Nos Estados Unidos, o quadro é semelhante. O republicano Donald Trump tem chances expressivas de retornar à Casa Branca nas eleições marcadas para 5 de novembro. Quem se deu ao trabalho de ouvir os discursos dele nas últimas semanas, em que ele disse que o presidente da República deve ter imunidade para tudo, inclusive para aniquilar seus inimigos, entendeu o caminho que a maior potência global pode seguir caso ele seja eleito. Do outro lado do mundo, sem opositores, Vladimir Putin irá para o quinto mandato, num pleito completamente fake, como se a democracia fosse uma realidade na Rússia.
O Brasil, com as eleições municipais, se insere nesse contexto em que a ultradireita poderá escalar vários degraus no jogo político. O que a maioria dos eleitores decidir para as mais de 5,5 mil prefeituras terá enormes reflexos na disputa presidencial daqui a dois anos. O país já deu claros sinais de que o conservadorismo arcaico se enraizou na sociedade, alimentado pela desinformação. Não tem sido diferente em outras regiões do planeta, que enfrentam o desafio de regular a inteligência artificial, usada para destruir reputações e disseminar o ódio.

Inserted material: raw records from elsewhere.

use thiserror::Error;
use uuid::Uuid;

#[derive(Error, Debug)]
pub enum LogError {
    #[error("Unknown log kind: {0}")]
    UnknownLogKind(String),

    /// Raised when an already persisted log entry is saved with a modified field.
    #[error("Log entry {id} is immutable: field `{field}` was modified")]
    ImmutableLogEntry { id: Uuid, field: &'static str },

    #[error("Log kind label '{label}' is already registered with code {existing_code}")]
    DuplicateKindLabel { label: String, existing_code: i32 },

    #[error("Log kind code {code} is already registered as '{existing_label}'")]
    KindCodeCollision { code: i32, existing_label: String },

    #[error("A global kind registry has already been installed")]
    RegistryAlreadyInstalled,

    #[error("Log model already defined for {0}")]
    LogModelAlreadyDefined(String),

    #[error("No log model defined for {0}")]
    LogModelNotDefined(String),

    #[error("Validation error: {0}")]
    Validation(String),

    #[error("Not found: {0}")]
    NotFound(String),

    #[error("Database error: {0}")]
    DatabaseError(String),
}

impl LogError {
    /// True for the error raised on an attempt to rewrite an existing log entry.
    pub fn is_value_error(&self) -> bool {
        matches!(self, LogError::ImmutableLogEntry { .. })
    }

    pub fn is_unknown_kind(&self) -> bool {
        matches!(self, LogError::UnknownLogKind(_))
    }
}

impl From<validator::ValidationErrors> for LogError {
    fn from(errors: validator::ValidationErrors) -> Self {
        LogError::Validation(errors.to_string())
    }
}

#[cfg(feature = "sqlx")]
impl From<sqlx::Error> for LogError {
    fn from(error: sqlx::Error) -> Self {
        match error {
            sqlx::Error::RowNotFound => LogError::NotFound("row not found".to_string()),
            other => LogError::DatabaseError(other.to_string()),
        }
    }
}

pub type LogResult<T> = Result<T, LogError>;
use chrono::{DateTime, SubsecRound, Utc};
use entity_log_api::{LogError, LogResult, MESSAGE_MAX_CHARS};
use heapless::String as HeaplessString;
use serde::{Deserialize, Serialize};
use std::fmt;
use uuid::Uuid;

use super::kind_registry::KindRegistry;
use crate::models::identifiable::Identifiable;
use crate::utils::hash_as_i64;

/// Buffer size of a message: every accepted character fits in at most 4 UTF-8 bytes
pub const MESSAGE_MAX_BYTES: usize = 4 * MESSAGE_MAX_CHARS;

/// # Documentation
/// - One immutable entry in the log of a target record.
/// - Lives in the `<target_table>_log_entry` table generated for the target type.
/// - Created through the append operation, never updated afterwards.
#[derive(Debug, Clone, PartialEq, Eq, Serialize, Deserialize)]
pub struct LogEntryModel {
    pub id: Uuid,

    /// Owning record in the target table
    pub target_id: Uuid,

    /// Registered kind code, see [`KindRegistry`]
    pub kind: i32,

    pub message: HeaplessString<MESSAGE_MAX_BYTES>,

    /// Acting principal, if any
    pub user_id: Option<Uuid>,

    /// Truncated to microseconds so the value survives a round trip through `TIMESTAMPTZ`
    pub created_at: DateTime<Utc>,

    /// Hash of the entry with this field set to 0
    /// - 0: not yet persisted
    /// - Non-zero: sealed on first save; every later save must reproduce it
    pub hash: i64,
}

impl LogEntryModel {
    pub fn new(
        target_id: Uuid,
        kind: i32,
        message: &str,
        user_id: Option<Uuid>,
    ) -> LogResult<Self> {
        Ok(Self {
            // time-ordered, breaks created_at ties
            id: Uuid::now_v7(),
            target_id,
            kind,
            message: Self::message_from_str(message)?,
            user_id,
            created_at: Utc::now().trunc_subsecs(6),
            hash: 0,
        })
    }

    fn message_from_str(message: &str) -> LogResult<HeaplessString<MESSAGE_MAX_BYTES>> {
        let too_long = || {
            LogError::Validation(format!(
                "log message is too long (max {MESSAGE_MAX_CHARS} characters)"
            ))
        };
        if message.chars().count() > MESSAGE_MAX_CHARS {
            return Err(too_long());
        }
        HeaplessString::try_from(message).map_err(|_| too_long())
    }

    pub fn set_message(&mut self, message: &str) -> LogResult<()> {
        self.message = Self::message_from_str(message)?;
        Ok(())
    }

    pub fn is_sealed(&self) -> bool {
        self.hash != 0
    }

    pub fn compute_hash(&self) -> LogResult<i64> {
        let mut for_hashing = self.clone();
        for_hashing.hash = 0;
        hash_as_i64(&for_hashing).map_err(LogError::Validation)
    }

    /// Fix the current contents; called right before the first write.
    pub fn seal(&mut self) -> LogResult<()> {
        self.hash = self.compute_hash()?;
        Ok(())
    }

    /// Names of the fields that differ from the persisted version of this entry.
    ///
    /// The hash is only compared once this copy has been sealed.
    pub fn changed_fields(&self, stored: &LogEntryModel) -> Vec<&'static str> {
        let mut changed = Vec::new();
        if self.target_id != stored.target_id {
            changed.push("target_id");
        }
        if self.kind != stored.kind {
            changed.push("kind");
        }
        if self.message != stored.message {
            changed.push("message");
        }
        if self.user_id != stored.user_id {
            changed.push("user_id");
        }
        if self.created_at != stored.created_at {
            changed.push("created_at");
        }
        if self.is_sealed() && self.hash != stored.hash {
            changed.push("hash");
        }
        changed
    }

    /// Fails with the value error when this copy no longer matches `stored`.
    pub fn ensure_matches(&self, stored: &LogEntryModel) -> LogResult<()> {
        match self.changed_fields(stored).first().copied() {
            Some(field) => Err(LogError::ImmutableLogEntry {
                id: self.id,
                field,
            }),
            None => Ok(()),
        }
    }

    pub fn kind_display<'r>(&self, kinds: &'r KindRegistry) -> LogResult<&'r str> {
        kinds.display(self.kind)
    }
}

impl Identifiable for LogEntryModel {
    fn get_id(&self) -> Uuid {
        self.id
    }
}

impl fmt::Display for LogEntryModel {
    fn fmt(&self, f: &mut fmt::Formatter<'_>) -> fmt::Result {
        write!(
            f,
            "{} [{}] {}",
            self.created_at.format("%Y-%m-%d %H:%M:%S"),
            self.kind,
            self.message
        )
    }
}
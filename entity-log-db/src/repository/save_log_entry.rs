use async_trait::async_trait;
use entity_log_api::LogResult;
use sqlx::Database;

use crate::models::log::LogEntryModel;
use crate::models::loggable::Loggable;

/// Repository trait persisting log entries of the target type `T`
///
/// Implementations must enforce immutability:
/// - an entry without a stored row is sealed (see [`LogEntryModel::seal`]) and inserted;
/// - an entry with a stored row is compared against it with
///   [`LogEntryModel::ensure_matches`]; any difference fails with
///   `LogError::ImmutableLogEntry` before anything is written;
/// - saving an unchanged stored entry writes nothing and returns the stored entry.
#[async_trait]
pub trait SaveLogEntry<DB: Database, T: Loggable>: Send + Sync {
    async fn save(&self, entry: LogEntryModel) -> LogResult<LogEntryModel>;
}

Os cerca de 4 bilhões de cidadãos que irão às urnas neste ano enfrentarão eleições marcadas pela transparência, pela coação, pela falta de liberdade e pela ausência de oposição. É fundamental que a maioria democrata prevaleça. Dados mais recentes apontam que, atualmente, há mais autocracias no mundo do que regimes em que as liberdades são conquistas da sociedade. Mais: o ano passado foi de recorde na África em golpes de Estado perpetrados por militares.
Tudo isso comprova que qualquer descuido pode ser fatal para o regime democrático, que, mesmo com todas as suas imperfeições, é o único que garante o poder de escolha a cada um e a liberdade de se expressar e de ir e vir. Que o bom senso seja o grande vencedor neste que será o maior exercício de participação política da humanidade em um único ano.